## WHAT TO WORK ON
Beginning at the line containing "filename ptp-core/src/datastructures/messages/announce.rs" in the material below and ending at the line containing "buffer[13] = self.grandmaster_priority_1;", return each line exactly and add nothing.

::: SOURCE DATA :::

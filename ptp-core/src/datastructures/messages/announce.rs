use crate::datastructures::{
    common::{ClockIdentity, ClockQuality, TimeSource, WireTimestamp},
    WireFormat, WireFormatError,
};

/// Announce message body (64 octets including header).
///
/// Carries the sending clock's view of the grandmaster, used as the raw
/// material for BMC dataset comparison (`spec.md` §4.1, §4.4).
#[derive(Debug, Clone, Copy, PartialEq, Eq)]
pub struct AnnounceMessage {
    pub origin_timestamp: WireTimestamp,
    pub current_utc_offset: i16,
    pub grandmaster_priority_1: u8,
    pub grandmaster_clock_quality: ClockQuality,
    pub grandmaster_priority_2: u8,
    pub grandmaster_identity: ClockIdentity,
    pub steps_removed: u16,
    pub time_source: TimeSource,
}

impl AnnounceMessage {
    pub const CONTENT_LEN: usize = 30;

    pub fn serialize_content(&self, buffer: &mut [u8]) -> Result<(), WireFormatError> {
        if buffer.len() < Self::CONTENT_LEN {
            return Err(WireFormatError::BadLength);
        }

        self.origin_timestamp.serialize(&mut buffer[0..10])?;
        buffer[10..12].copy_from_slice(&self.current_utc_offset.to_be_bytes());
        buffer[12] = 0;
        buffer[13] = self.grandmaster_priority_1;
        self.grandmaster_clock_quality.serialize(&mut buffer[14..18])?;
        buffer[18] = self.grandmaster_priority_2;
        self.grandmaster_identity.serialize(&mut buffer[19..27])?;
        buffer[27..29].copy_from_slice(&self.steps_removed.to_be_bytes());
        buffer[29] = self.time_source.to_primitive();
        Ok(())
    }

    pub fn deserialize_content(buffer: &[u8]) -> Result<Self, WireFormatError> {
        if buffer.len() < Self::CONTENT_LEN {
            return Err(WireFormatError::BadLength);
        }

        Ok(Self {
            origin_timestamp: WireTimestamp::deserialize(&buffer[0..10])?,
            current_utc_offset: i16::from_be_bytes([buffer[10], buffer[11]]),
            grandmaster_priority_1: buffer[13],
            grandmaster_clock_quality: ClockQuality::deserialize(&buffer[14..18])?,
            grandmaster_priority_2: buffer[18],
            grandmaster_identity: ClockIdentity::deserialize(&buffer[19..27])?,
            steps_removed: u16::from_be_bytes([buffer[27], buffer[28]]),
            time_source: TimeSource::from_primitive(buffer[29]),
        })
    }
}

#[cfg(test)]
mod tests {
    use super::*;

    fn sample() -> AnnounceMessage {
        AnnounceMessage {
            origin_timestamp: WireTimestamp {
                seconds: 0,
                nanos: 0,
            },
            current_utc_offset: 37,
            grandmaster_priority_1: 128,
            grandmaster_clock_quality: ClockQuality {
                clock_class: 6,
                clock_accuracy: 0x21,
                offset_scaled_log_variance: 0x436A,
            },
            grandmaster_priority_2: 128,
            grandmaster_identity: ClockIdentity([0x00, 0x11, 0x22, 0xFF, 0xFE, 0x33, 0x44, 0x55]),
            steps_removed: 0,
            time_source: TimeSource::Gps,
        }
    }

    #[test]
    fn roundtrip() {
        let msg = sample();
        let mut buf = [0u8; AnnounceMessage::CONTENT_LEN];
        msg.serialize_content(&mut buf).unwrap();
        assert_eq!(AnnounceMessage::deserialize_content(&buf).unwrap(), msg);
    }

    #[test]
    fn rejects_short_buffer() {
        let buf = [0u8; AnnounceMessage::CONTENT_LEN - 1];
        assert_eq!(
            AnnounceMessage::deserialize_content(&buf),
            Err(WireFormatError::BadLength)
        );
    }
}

:::
::: SOURCE DATA :::

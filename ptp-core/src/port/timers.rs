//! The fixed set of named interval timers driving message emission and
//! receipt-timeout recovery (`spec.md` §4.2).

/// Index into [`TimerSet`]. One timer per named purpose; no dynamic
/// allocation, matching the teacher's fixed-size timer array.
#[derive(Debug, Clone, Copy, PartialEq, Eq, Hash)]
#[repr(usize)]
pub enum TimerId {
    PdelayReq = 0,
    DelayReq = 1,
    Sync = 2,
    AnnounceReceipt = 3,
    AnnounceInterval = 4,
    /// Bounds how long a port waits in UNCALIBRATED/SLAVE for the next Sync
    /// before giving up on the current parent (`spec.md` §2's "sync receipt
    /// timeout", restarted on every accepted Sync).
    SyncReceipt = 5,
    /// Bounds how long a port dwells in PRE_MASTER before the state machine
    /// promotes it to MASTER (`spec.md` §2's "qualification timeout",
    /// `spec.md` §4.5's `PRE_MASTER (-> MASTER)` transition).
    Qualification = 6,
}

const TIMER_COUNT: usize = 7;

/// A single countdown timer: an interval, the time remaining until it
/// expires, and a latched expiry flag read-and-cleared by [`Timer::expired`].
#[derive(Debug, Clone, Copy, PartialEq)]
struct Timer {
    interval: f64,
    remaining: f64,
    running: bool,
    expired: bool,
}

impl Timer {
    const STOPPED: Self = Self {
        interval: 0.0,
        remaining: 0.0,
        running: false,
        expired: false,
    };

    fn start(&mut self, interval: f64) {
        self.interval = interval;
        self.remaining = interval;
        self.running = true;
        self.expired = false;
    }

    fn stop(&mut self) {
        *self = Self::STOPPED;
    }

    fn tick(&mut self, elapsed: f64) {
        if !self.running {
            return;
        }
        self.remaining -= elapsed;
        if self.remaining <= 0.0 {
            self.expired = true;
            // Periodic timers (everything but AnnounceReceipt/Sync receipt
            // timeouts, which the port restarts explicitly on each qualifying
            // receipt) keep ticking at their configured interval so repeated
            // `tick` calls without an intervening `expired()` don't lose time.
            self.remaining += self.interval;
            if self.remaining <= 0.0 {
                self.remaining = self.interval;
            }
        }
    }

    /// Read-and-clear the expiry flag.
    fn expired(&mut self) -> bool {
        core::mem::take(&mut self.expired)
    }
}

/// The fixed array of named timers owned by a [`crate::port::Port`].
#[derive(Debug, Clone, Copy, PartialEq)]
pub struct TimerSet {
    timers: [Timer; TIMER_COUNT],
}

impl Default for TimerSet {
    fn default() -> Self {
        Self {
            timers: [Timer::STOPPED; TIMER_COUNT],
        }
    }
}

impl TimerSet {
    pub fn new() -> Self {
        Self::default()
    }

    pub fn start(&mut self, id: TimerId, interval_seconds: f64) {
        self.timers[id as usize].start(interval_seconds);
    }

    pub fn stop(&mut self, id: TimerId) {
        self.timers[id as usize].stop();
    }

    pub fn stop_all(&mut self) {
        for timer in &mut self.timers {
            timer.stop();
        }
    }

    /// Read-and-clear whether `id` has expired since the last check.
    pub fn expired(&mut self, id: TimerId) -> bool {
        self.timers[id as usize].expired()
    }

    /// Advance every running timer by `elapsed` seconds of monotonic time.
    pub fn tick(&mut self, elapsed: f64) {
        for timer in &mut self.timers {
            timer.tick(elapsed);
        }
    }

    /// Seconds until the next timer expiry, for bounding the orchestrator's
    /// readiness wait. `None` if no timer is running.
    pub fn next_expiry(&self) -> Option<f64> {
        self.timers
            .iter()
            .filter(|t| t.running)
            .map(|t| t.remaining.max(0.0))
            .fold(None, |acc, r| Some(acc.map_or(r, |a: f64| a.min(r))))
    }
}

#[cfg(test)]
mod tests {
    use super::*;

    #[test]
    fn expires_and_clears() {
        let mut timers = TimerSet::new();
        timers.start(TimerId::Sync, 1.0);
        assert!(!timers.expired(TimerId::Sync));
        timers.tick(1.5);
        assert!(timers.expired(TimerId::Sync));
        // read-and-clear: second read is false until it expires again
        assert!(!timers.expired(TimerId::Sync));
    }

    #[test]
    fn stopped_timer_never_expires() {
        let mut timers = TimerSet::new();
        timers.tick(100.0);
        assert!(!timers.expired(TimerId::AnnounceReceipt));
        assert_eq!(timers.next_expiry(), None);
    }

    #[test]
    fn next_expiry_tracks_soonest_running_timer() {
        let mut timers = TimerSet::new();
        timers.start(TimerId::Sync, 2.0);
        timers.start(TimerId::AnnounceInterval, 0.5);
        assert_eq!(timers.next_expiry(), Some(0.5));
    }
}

:::

## THE COMPLETED TASK
filename ptp-core/src/datastructures/messages/announce.rs
use crate::datastructures::{
    common::{ClockIdentity, ClockQuality, TimeSource, WireTimestamp},
    WireFormat, WireFormatError,
};

/// Announce message body (64 octets including header).
///
/// Carries the sending clock's view of the grandmaster, used as the raw
/// material for BMC dataset comparison (`spec.md` §4.1, §4.4).
#[derive(Debug, Clone, Copy, PartialEq, Eq)]
pub struct AnnounceMessage {
    pub origin_timestamp: WireTimestamp,
    pub current_utc_offset: i16,
    pub grandmaster_priority_1: u8,
    pub grandmaster_clock_quality: ClockQuality,
    pub grandmaster_priority_2: u8,
    pub grandmaster_identity: ClockIdentity,
    pub steps_removed: u16,
    pub time_source: TimeSource,
}

impl AnnounceMessage {
    pub const CONTENT_LEN: usize = 30;

    pub fn serialize_content(&self, buffer: &mut [u8]) -> Result<(), WireFormatError> {
        if buffer.len() < Self::CONTENT_LEN {
            return Err(WireFormatError::BadLength);
        }

        self.origin_timestamp.serialize(&mut buffer[0..10])?;
        buffer[10..12].copy_from_slice(&self.current_utc_offset.to_be_bytes());
        buffer[12] = 0;
        buffer[13] = self.grandmaster_priority_1;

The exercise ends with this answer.